Dans l’une de ces trois vignes qui viennent lécher l’allée de platanes à la sortie du port, pratiquement face à moi une colle de vendangeurs cueillait en chantant. Je pris plaisir à les regarder évoluer car depuis l’inévitable machine à vendanger les vendanges manuelles ne relèvent plus que du souvenir ! Certains cépages, cependant, plus délicats, offrent de meilleurs arômes une fois cueillis à la main, ainsi l’on perçoit encore quelques rires parsemés de chants au gré du vignoble. Mais ce que je voyais, depuis mon siège, c’était les taches bleues, rouges et jaunes de leurs polos, c’était les taches de leurs gapettes bariolées, c’était la tache noire de la benne remplie à ras de ridelle, c’était les taches vertes de seaux entassés en bordure de rangée, c’était les taches roses de leurs joues et la grosse tache orange allongée du tracteur, c’était les taches versicolores des rameaux et c’était les taches blanches des nuages ! Ce que je voyais, en fait, ressemblait étrangement à une œuvre de Jo Delahaut ou de Poliakoff ! Pour moi, le tachisme s’invitait à la sortie de Trèbes, un instant !

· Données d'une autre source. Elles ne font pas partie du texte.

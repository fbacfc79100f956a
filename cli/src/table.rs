use dlstats_core::Report;
use tabled::settings::object::Rows;
use tabled::settings::{Color, Modify, Style};
use tabled::{Table, Tabled};

#[derive(Tabled)]
struct DailyRow {
    #[tabled(rename = "Date")]
    date: String,
    #[tabled(rename = "Downloads (total)")]
    count: u64,
    #[tabled(rename = "Downloads (day)")]
    delta: i64,
}

#[derive(Tabled)]
struct MonthlyRow {
    #[tabled(rename = "Month")]
    month: String,
    #[tabled(rename = "Downloads")]
    total: i64,
}

fn daily_rows(report: &Report) -> Vec<DailyRow> {
    report
        .window
        .iter()
        .zip(report.daily.iter())
        .map(|(reading, day)| DailyRow {
            date: day.date.format("%Y-%m-%d (%a)").to_string(),
            count: reading.count,
            delta: day.delta,
        })
        .collect()
}

fn monthly_rows(report: &Report) -> Vec<MonthlyRow> {
    report
        .monthly
        .iter()
        .map(|m| MonthlyRow {
            month: m.month.to_string(),
            total: m.total,
        })
        .collect()
}

fn styled(rows: Table) -> Table {
    let mut table = rows;
    table
        .with(Style::modern())
        .with(Modify::new(Rows::first()).with(Color::FG_CYAN)); // Header color
    table
}

pub fn show_report(report: &Report) {
    println!(
        "\n\x1b[1;36mLast {} days\x1b[0m ({} .. {})",
        report.window_days(),
        report.window_start.format("%Y-%m-%d"),
        report.window_end.format("%Y-%m-%d")
    );
    println!("{}", styled(Table::new(daily_rows(report))));

    println!("\n\x1b[1;36mMonthly\x1b[0m");
    println!("{}", styled(Table::new(monthly_rows(report))));

    println!(
        "\nTotal Downloads: {}    Max downloads per day: {}",
        report.latest, report.max_daily
    );
    if report.rejected > 0 {
        println!("Skipped {} malformed stored records.", report.rejected);
    }
}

Derrière le vignoble et fermant l’horizon, dans un léger halo bleu Fontiès et la Montagne d’Alaric cerclaient le paysage. Derrière le vignoble et fermant l’horizon, mon humble paradis respirait aussi les parfums de raisin foulé auxquels s’ajoutaient ceux de la résine de pin, ceux des coustellous à la braise et ceux de la douceur de vivre. Le soleil, de sa courbe descendante réchauffait encore les tuiles ocre du village, les murs de pierres, les podarcis muralis que l’on appelait étant petit « les clés de Saint-Pierre », le coq sur le clocher de l’église, les pintades d’Ascension, les jardins potagers de François, le donjon, le parc du château et les casquettes des vieux qui discutaient le coup sur le banc de la place. Le temps faisait son œuvre et personne n’en était conscient. Le ciel était bleu de cobalt au-dessus, et par-dessus encore des pigeons traversaient à grands battements d’ailes des mélodies d’éternité. Ce que je percevais de mon village, d’ici si petit à l’œil, c’était la vastité de ses bras, la débonnaireté de sa respiration et le chant de la terre sous les ongles de ses doigts.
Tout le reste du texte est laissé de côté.